:: INFORMATION GIVEN ::

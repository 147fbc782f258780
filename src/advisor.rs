use serde::Serialize;
use std::sync::Arc;

use crate::config::Config;
use crate::errors::AppError;
use crate::gemini_client::{GenerationConfig, LanguageModel};
use crate::models::{ClientProfile, CoverageResult, ProfileSnapshot};
use crate::normalizer::normalize;
use crate::prompt::build_prompt;
use crate::sanitizer::extract_json;

/// Error tag carried by the payload that stands in for a failed model call.
pub const UPSTREAM_FAILURE_TAG: &str = "gemini_call_failed";

/// Structured stand-in for a failed model call.
#[derive(Debug, Clone, Serialize)]
pub struct UpstreamFailure {
    pub error: &'static str,
    pub detail: String,
}

impl UpstreamFailure {
    fn new(err: &AppError) -> Self {
        Self {
            error: UPSTREAM_FAILURE_TAG,
            detail: err.to_string(),
        }
    }

    fn to_payload(&self) -> String {
        serde_json::to_string(self).unwrap_or_else(|_| {
            format!(r#"{{"error":"{}","detail":""}}"#, UPSTREAM_FAILURE_TAG)
        })
    }
}

/// What came back from one model call.
enum ModelReply {
    Text(String),
    Failed(String),
}

/// Runs the profile → prompt → model → sanitizer → normalizer pipeline.
#[derive(Clone)]
pub struct AdvisorService {
    model: Arc<dyn LanguageModel>,
    generation: GenerationConfig,
    recommendation_limit: usize,
}

impl AdvisorService {
    pub fn new(model: Arc<dyn LanguageModel>, config: &Config) -> Self {
        Self {
            model,
            generation: GenerationConfig {
                temperature: 0.0,
                max_output_tokens: config.max_output_tokens,
            },
            recommendation_limit: config.recommendation_limit,
        }
    }

    pub fn with_settings(
        model: Arc<dyn LanguageModel>,
        generation: GenerationConfig,
        recommendation_limit: usize,
    ) -> Self {
        Self {
            model,
            generation,
            recommendation_limit,
        }
    }

    pub fn model_name(&self) -> &str {
        self.model.model_name()
    }

    /// Produces a coverage recommendation for one profile.
    ///
    /// Missing keys in the model's reply are filled with defaults. A reply
    /// without any parseable object, or a failed model call, becomes
    /// `AppError::InvalidModelResponse` carrying the raw text.
    pub async fn advise(&self, profile: &ClientProfile) -> Result<CoverageResult, AppError> {
        let snapshot = ProfileSnapshot::new(profile);
        let prompt = build_prompt(&snapshot, self.recommendation_limit)?;

        tracing::info!(
            "Requesting coverage advice for age {} in {} ({})",
            profile.age,
            profile.location,
            profile.currency_or_default()
        );

        let raw = match self.chat(&prompt).await {
            ModelReply::Text(text) => text,
            ModelReply::Failed(payload) => {
                return Err(AppError::InvalidModelResponse(payload));
            }
        };

        let Some(parsed) = extract_json(&raw) else {
            tracing::error!("Model reply contained no parseable JSON object");
            return Err(AppError::InvalidModelResponse(raw));
        };

        let missing = missing_keys(&parsed);
        if !missing.is_empty() {
            tracing::warn!("Filling defaults for missing keys: {:?}", missing);
        }

        Ok(normalize(parsed, profile))
    }

    async fn chat(&self, prompt: &str) -> ModelReply {
        match self.model.generate(prompt, &self.generation).await {
            Ok(text) => ModelReply::Text(text),
            Err(err) => {
                tracing::error!("Model call failed: {}", err);
                ModelReply::Failed(UpstreamFailure::new(&err).to_payload())
            }
        }
    }
}

const RESULT_KEYS: [&str; 7] = [
    "coverage_amount",
    "coverage_currency",
    "breakdown",
    "assumptions",
    "recommendations",
    "research_notes",
    "timestamp",
];

fn missing_keys(parsed: &serde_json::Map<String, serde_json::Value>) -> Vec<&'static str> {
    RESULT_KEYS
        .iter()
        .copied()
        .filter(|key| !parsed.contains_key(*key))
        .collect()
}

#[cfg(test)]
mod tests {
    use super::*;
    use async_trait::async_trait;
    use serde_json::json;
    use std::sync::Mutex;

    struct ScriptedModel {
        reply: Result<String, AppError>,
        prompts: Mutex<Vec<String>>,
    }

    impl ScriptedModel {
        fn new(reply: Result<String, AppError>) -> Arc<Self> {
            Arc::new(Self {
                reply,
                prompts: Mutex::new(Vec::new()),
            })
        }
    }

    #[async_trait]
    impl LanguageModel for ScriptedModel {
        async fn generate(
            &self,
            prompt: &str,
            generation: &GenerationConfig,
        ) -> Result<String, AppError> {
            assert_eq!(generation.temperature, 0.0);
            self.prompts.lock().unwrap().push(prompt.to_string());
            self.reply.clone()
        }

        fn model_name(&self) -> &str {
            "scripted"
        }
    }

    fn profile() -> ClientProfile {
        ClientProfile {
            age: 35,
            annual_income: 85_000.0,
            dependents: 2,
            location: "United States".to_string(),
            total_debt: 200_000.0,
            available_savings: 50_000.0,
            existing_life_insurance: 100_000.0,
            income_replacement_years: 10,
            currency: "GBP".to_string(),
        }
    }

    fn service(model: Arc<ScriptedModel>) -> AdvisorService {
        AdvisorService::with_settings(model, GenerationConfig::default(), 5)
    }

    #[tokio::test]
    async fn fenced_partial_reply_is_normalized() {
        let model = ScriptedModel::new(Ok(
            "```json\n{\"coverage_amount\": 813520}\n```".to_string()
        ));
        let result = service(model.clone()).advise(&profile()).await.unwrap();

        assert_eq!(result.coverage_amount, json!(813520));
        assert_eq!(result.coverage_currency, json!("GBP"));
        assert_eq!(result.recommendations, json!([]));

        let prompts = model.prompts.lock().unwrap();
        assert_eq!(prompts.len(), 1);
        assert!(prompts[0].contains("\"currency\":\"GBP\""));
        assert!(prompts[0].contains("request_timestamp"));
    }

    #[tokio::test]
    async fn unparseable_reply_carries_raw_text() {
        let model = ScriptedModel::new(Ok("I cannot help with that.".to_string()));
        let err = service(model).advise(&profile()).await.unwrap_err();

        match err {
            AppError::InvalidModelResponse(raw) => assert_eq!(raw, "I cannot help with that."),
            other => panic!("expected InvalidModelResponse, got {other:?}"),
        }
    }

    #[tokio::test]
    async fn upstream_failure_becomes_structured_payload() {
        let model = ScriptedModel::new(Err(AppError::ExternalApiError("quota".into())));
        let err = service(model).advise(&profile()).await.unwrap_err();

        let AppError::InvalidModelResponse(raw) = err else {
            panic!("expected InvalidModelResponse");
        };
        let payload: serde_json::Value = serde_json::from_str(&raw).unwrap();
        assert_eq!(payload["error"], UPSTREAM_FAILURE_TAG);
        assert!(payload["detail"].as_str().unwrap().contains("quota"));
    }

    #[test]
    fn missing_keys_lists_absent_fields() {
        let parsed = json!({"coverage_amount": 1, "timestamp": "t"});
        let missing = missing_keys(parsed.as_object().unwrap());
        assert_eq!(missing.len(), 5);
        assert!(!missing.contains(&"coverage_amount"));
    }
}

:::

# [TASK STATEMENT]
Each line above that has the word "normalizer" must be copied.

# [OUTPUT FOR THIS TASK]
use crate::normalizer::normalize;
/// Runs the profile → prompt → model → sanitizer → normalizer pipeline.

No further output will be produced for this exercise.